Pull each line holding "const" out of the entries below.
START Input data
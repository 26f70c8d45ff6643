//! Resolves the generation target from editor state.
//!
//! Failed preconditions are reported to the user and turned into `None`;
//! callers treat that as a no-op.

use crate::editor::{ActiveDocument, Editor};
use crate::error::{GenError, GenResult};
use crate::toggle::SOURCE_EXTENSION;
use crate::types::GenerationRequest;

/// Shown when no editor is active.
pub const NO_EDITOR_MESSAGE: &str = "Cannot generate unit tests. No editor selected.";

/// Shown when the active document is not a Go file.
pub const WRONG_FILE_TYPE_MESSAGE: &str =
    "Cannot generate unit tests. File in the editor is not a Go file.";

/// Shown when the active document has unsaved changes.
pub const UNSAVED_CHANGES_MESSAGE: &str = "File has unsaved changes. Save and try again.";

/// Returns the active document if it can be handed to the generator.
///
/// # Errors
///
/// Returns [`GenError::NoEditor`], [`GenError::WrongFileType`] or
/// [`GenError::UnsavedChanges`], checked in that order.
pub fn check_active_document<E: Editor + ?Sized>(editor: &E) -> GenResult<ActiveDocument> {
    let document = editor.active_document().ok_or(GenError::NoEditor)?;
    let path = document.path.to_string_lossy();

    if !path.ends_with(SOURCE_EXTENSION) {
        return Err(GenError::wrong_file_type(path));
    }
    if document.is_dirty {
        return Err(GenError::unsaved_changes(path));
    }

    Ok(document)
}

/// Returns the notification text for a precondition error.
#[must_use]
pub fn precondition_message(err: &GenError) -> Option<&'static str> {
    match err {
        GenError::NoEditor => Some(NO_EDITOR_MESSAGE),
        GenError::WrongFileType { .. } => Some(WRONG_FILE_TYPE_MESSAGE),
        GenError::UnsavedChanges { .. } => Some(UNSAVED_CHANGES_MESSAGE),
        _ => None,
    }
}

/// Resolves a request covering the whole active file.
pub fn resolve_whole_file<E: Editor + ?Sized>(editor: &mut E) -> Option<GenerationRequest> {
    let document = checked(editor)?;
    Some(GenerationRequest::whole_file(document.path))
}

/// Resolves a request for the function declared on the cursor line.
pub fn resolve_function<E: Editor + ?Sized>(editor: &mut E) -> Option<GenerationRequest> {
    let document = checked(editor)?;
    let name = function_name_from_line(&document.line_text);
    let line = document.cursor_line.saturating_add(1);
    Some(GenerationRequest::function(document.path, line, name))
}

/// Derives a display name from a function signature line.
///
/// ```
/// use gounit_ide::generate::resolver::function_name_from_line;
///
/// assert_eq!(function_name_from_line("func Foo(a int) error {  "), "func Foo(a int) error");
/// ```
#[must_use]
pub fn function_name_from_line(text: &str) -> String {
    let trimmed = text.trim();
    trimmed
        .strip_suffix('{')
        .unwrap_or(trimmed)
        .trim()
        .to_string()
}

fn checked<E: Editor + ?Sized>(editor: &mut E) -> Option<ActiveDocument> {
    match check_active_document(editor) {
        Ok(document) => Some(document),
        Err(err) => {
            tracing::debug!("Generation skipped: {}", err);
            if let Some(message) = precondition_message(&err) {
                editor.show_information_message(message);
            }
            None
        }
    }
}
END Input data
#### Result below
pub const NO_EDITOR_MESSAGE: &str = "Cannot generate unit tests. No editor selected.";
pub const WRONG_FILE_TYPE_MESSAGE: &str =
pub const UNSAVED_CHANGES_MESSAGE: &str = "File has unsaved changes. Save and try again.";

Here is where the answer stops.